Disclosure of Invention
Aiming at the technical problems, the invention aims to provide a saline-alkali soil biological improvement method which reduces the salinity and alkalinity of soil and improves the economic benefit of the saline-alkali soil by laying a mushroom residue interlayer and interplanting kenaf and mushroom.
In order to achieve the purpose, the invention adopts the following technical scheme:
a saline-alkali soil biological improvement method is characterized by comprising the following steps:
(1) deeply turning over the saline-alkali soil, and laying a mushroom dreg interlayer;
(2) filling soil back, making ridges, applying 1500 + 3000 kg/mu of decomposed organic fertilizer in the furrows, and covering a film;
(3) planting kenaf on ridges, wherein each ridge has 2-3 rows, the seeding rate is 2-2.5 kg/mu, the seeding depth is 3-5cm, the plant spacing is 4-6cm, and cultivating materials are laid in furrows to plant mushrooms to form intercropping.
Further, the soil turning depth of the saline-alkali soil in the step (1) is 30-40 cm.
Further, the thickness of the fungus dreg isolation layer in the step (1) is 1-3 cm.
Further, the application amount of the mushroom dregs is 1500-4000 kg/mu.

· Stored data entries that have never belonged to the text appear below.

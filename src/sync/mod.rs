//! Real-time playback synchronization
//!
//! Listeners push [`SyncEvent`]s into a single [`Hub`], which fans each event
//! out to every registered listener in the order the events were received.

pub mod event;
pub mod hub;
pub mod registry;
pub mod remote;

pub use event::SyncEvent;
pub use hub::{EventSink, Hub, HubConfig, HubHandle, HubStats, QueuePolicy, Submission};
pub use registry::{ListenerId, Registry};
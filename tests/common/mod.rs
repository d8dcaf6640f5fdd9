#![allow(dead_code)]

use std::net::SocketAddr;
use std::path::Path;
use std::time::Duration;

use syncwave::server::WsSink;
use syncwave::sync::remote::{connect_peer, RemotePeer};
use syncwave::sync::HubHandle;
use syncwave::{ListenerId, ServerConfig, SyncEvent, SyncServer};
use tokio::sync::oneshot;
use tokio::task::JoinHandle;
use tokio::time::{sleep, timeout, Instant};

pub struct TestServer {
    pub addr: SocketAddr,
    pub hub: HubHandle<WsSink>,
    shutdown: Option<oneshot::Sender<()>>,
    task: JoinHandle<()>,
}

impl TestServer {
    pub async fn start(music_dir: &Path) -> Self {
        Self::start_with(ServerConfig::default().music_dir(music_dir)).await
    }

    pub async fn start_with(config: ServerConfig) -> Self {
        let config = config.bind("127.0.0.1:0".parse().unwrap());
        let server = SyncServer::bind(config).await.expect("bind");
        let addr = server.local_addr().unwrap();
        let hub = server.hub().clone();

        let (tx, rx) = oneshot::channel::<()>();
        let task = tokio::spawn(async move {
            let _ = server
                .run_until(async {
                    let _ = rx.await;
                })
                .await;
        });

        Self {
            addr,
            hub,
            shutdown: Some(tx),
            task,
        }
    }

    pub fn ws_url(&self) -> String {
        format!("ws://{}/ws", self.addr)
    }

    pub fn http_url(&self, path: &str) -> String {
        format!("http://{}{}", self.addr, path)
    }

    /// Connect a listener and wait until the hub has registered it.
    pub async fn join(&self) -> (RemotePeer, ListenerId) {
        let before = self.hub.listeners().await.unwrap();
        let peer = connect_peer(&self.ws_url()).await.expect("ws connect");

        let deadline = Instant::now() + Duration::from_secs(3);
        loop {
            let now = self.hub.listeners().await.unwrap();
            if let Some(id) = now.iter().copied().find(|id| !before.contains(id)) {
                return (peer, id);
            }
            assert!(Instant::now() < deadline, "listener never registered");
            sleep(Duration::from_millis(10)).await;
        }
    }

    /// Wait until `id` is no longer registered.
    pub async fn wait_gone(&self, id: ListenerId) {
        let deadline = Instant::now() + Duration::from_secs(3);
        while self.hub.listeners().await.unwrap().contains(&id) {
            assert!(Instant::now() < deadline, "listener {id} never removed");
            sleep(Duration::from_millis(10)).await;
        }
    }

    pub async fn stop(mut self) {
        if let Some(tx) = self.shutdown.take() {
            let _ = tx.send(());
        }
        self.task.abort();
    }
}

pub async fn recv(peer: &mut RemotePeer) -> SyncEvent {
    timeout(Duration::from_secs(3), peer.next_event())
        .await
        .expect("timed out waiting for event")
        .expect("connection closed")
        .expect("bad event")
}

/// Assert nothing arrives within a short window.
pub async fn assert_silent(peer: &mut RemotePeer) {
    if let Ok(Some(Ok(event))) = timeout(Duration::from_millis(200), peer.next_event()).await {
        panic!("unexpected event {event}");
    }
}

Further, the ridge distance of the ridging in the step (2) is 60-70 cm.
Preferably, the film in the step (2) is a white biodegradable mulching film.
Further, the mushroom planting method in the step (3) is to pave a layer of culture material with the thickness of 10-15cm in the furrow and then spread the strains on the surface.
Preferably, the culture material comprises 20-40 parts of straws, 20-40 parts of sawdust, 10-30 parts of bran, 10-20 parts of cake fertilizer, 5-10 parts of cottonseed hulls and 1-3 parts of gypsum by weight, and the humidity is controlled to be 55-65%.
Further, in the step (3), in the planting process of the ambary, 7-9.5m of water is filled in the seedling stage3Water is respectively filled for 25-30m in each mu in the vigorous growing period and the flowering period3Per mu, irrigation modes are drip irrigation; after the emergence of seedlings of the kenaf, 3-7kg of nitrogen fertilizer and 8-12kg of phosphate fertilizer are additionally applied, 10-15kg of nitrogen fertilizer and 2-5kg of potassium fertilizer are applied for a vigorous growing period, 4-8kg of nitrogen fertilizer and 2-5kg of potassium fertilizer are applied in the flowering period, and the nitrogen fertilizer and the potassium fertilizer are applied together with irrigation water.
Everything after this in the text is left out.